Problem to solve:
Begin at the line containing "filename src/commands/create.rs" in the entries below and end at the line containing "use crate::templates;"; transcribe that range exactly and nothing outside it.

Data extract:
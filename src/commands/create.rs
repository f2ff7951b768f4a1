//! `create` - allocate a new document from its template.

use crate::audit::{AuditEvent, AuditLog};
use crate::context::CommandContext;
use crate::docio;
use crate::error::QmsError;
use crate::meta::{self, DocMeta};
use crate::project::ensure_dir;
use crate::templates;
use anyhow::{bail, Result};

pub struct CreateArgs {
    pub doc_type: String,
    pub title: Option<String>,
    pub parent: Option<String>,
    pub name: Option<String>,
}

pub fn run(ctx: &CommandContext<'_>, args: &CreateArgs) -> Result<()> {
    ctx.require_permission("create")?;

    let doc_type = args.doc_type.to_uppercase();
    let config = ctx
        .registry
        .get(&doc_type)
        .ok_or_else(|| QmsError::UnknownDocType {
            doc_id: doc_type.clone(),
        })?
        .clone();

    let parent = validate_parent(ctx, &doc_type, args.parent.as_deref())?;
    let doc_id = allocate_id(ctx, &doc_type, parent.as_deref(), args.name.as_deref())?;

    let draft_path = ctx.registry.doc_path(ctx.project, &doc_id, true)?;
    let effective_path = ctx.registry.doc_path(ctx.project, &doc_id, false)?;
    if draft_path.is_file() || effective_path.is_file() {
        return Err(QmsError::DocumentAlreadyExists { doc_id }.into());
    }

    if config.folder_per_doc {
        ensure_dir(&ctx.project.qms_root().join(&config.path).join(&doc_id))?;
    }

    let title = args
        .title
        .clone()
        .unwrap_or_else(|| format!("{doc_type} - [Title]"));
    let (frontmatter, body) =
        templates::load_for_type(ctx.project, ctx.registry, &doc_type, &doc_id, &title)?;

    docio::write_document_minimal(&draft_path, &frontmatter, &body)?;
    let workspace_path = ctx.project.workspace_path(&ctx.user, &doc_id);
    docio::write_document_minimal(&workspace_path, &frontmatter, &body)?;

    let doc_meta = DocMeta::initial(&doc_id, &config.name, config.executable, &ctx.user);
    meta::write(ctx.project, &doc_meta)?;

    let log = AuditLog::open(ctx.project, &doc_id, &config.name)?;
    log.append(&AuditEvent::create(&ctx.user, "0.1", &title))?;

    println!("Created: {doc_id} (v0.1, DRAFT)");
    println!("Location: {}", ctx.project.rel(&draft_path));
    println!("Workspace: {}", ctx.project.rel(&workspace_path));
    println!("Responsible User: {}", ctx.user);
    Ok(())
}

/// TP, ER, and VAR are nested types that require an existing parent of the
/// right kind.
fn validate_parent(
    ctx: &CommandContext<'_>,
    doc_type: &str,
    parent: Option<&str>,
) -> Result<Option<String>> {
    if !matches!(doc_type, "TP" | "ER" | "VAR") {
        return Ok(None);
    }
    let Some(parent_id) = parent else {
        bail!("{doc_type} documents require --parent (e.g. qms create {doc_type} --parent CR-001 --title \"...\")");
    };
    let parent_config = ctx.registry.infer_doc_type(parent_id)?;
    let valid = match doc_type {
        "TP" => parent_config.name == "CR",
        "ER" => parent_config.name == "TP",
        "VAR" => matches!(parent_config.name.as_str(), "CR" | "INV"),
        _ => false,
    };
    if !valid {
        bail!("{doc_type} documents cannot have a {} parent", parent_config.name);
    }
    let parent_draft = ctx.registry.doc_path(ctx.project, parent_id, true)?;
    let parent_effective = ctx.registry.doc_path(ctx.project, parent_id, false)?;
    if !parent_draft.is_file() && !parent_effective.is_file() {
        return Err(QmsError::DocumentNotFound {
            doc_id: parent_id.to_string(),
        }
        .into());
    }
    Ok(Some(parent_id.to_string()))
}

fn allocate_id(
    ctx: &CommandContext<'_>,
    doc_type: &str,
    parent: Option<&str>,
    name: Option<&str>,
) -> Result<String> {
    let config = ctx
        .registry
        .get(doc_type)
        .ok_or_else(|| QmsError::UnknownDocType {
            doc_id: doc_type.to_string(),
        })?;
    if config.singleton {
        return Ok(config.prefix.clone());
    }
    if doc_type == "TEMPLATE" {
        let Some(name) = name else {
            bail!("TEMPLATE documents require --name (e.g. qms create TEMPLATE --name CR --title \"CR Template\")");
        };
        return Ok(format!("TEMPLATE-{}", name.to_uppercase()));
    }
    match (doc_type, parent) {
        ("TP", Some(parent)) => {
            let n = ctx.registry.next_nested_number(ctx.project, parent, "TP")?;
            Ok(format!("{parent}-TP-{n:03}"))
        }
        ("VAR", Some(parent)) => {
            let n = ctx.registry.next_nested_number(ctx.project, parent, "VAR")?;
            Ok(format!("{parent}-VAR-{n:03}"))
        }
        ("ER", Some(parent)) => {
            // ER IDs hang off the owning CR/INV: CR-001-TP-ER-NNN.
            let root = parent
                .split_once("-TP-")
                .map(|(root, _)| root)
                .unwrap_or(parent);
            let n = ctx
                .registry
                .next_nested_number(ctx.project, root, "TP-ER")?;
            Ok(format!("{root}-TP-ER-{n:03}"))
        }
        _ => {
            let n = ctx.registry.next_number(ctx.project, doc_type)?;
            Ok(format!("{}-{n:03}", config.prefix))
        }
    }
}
* * *
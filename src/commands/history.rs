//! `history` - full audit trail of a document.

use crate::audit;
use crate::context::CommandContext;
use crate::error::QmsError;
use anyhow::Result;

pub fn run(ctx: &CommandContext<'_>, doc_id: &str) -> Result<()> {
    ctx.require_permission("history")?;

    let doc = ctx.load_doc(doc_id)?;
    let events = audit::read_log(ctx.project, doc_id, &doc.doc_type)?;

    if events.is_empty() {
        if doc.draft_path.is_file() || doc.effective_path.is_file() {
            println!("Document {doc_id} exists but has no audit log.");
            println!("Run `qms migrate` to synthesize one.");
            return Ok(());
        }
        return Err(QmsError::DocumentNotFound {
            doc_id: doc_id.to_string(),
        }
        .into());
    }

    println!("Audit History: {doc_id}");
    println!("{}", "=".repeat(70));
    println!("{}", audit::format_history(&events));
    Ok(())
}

Reply:
filename src/commands/create.rs
repository f2ff7951b768f4a1
//! `create` - allocate a new document from its template.

use crate::audit::{AuditEvent, AuditLog};
use crate::context::CommandContext;
use crate::docio;
use crate::error::QmsError;
use crate::meta::{self, DocMeta};
use crate::project::ensure_dir;
use crate::templates;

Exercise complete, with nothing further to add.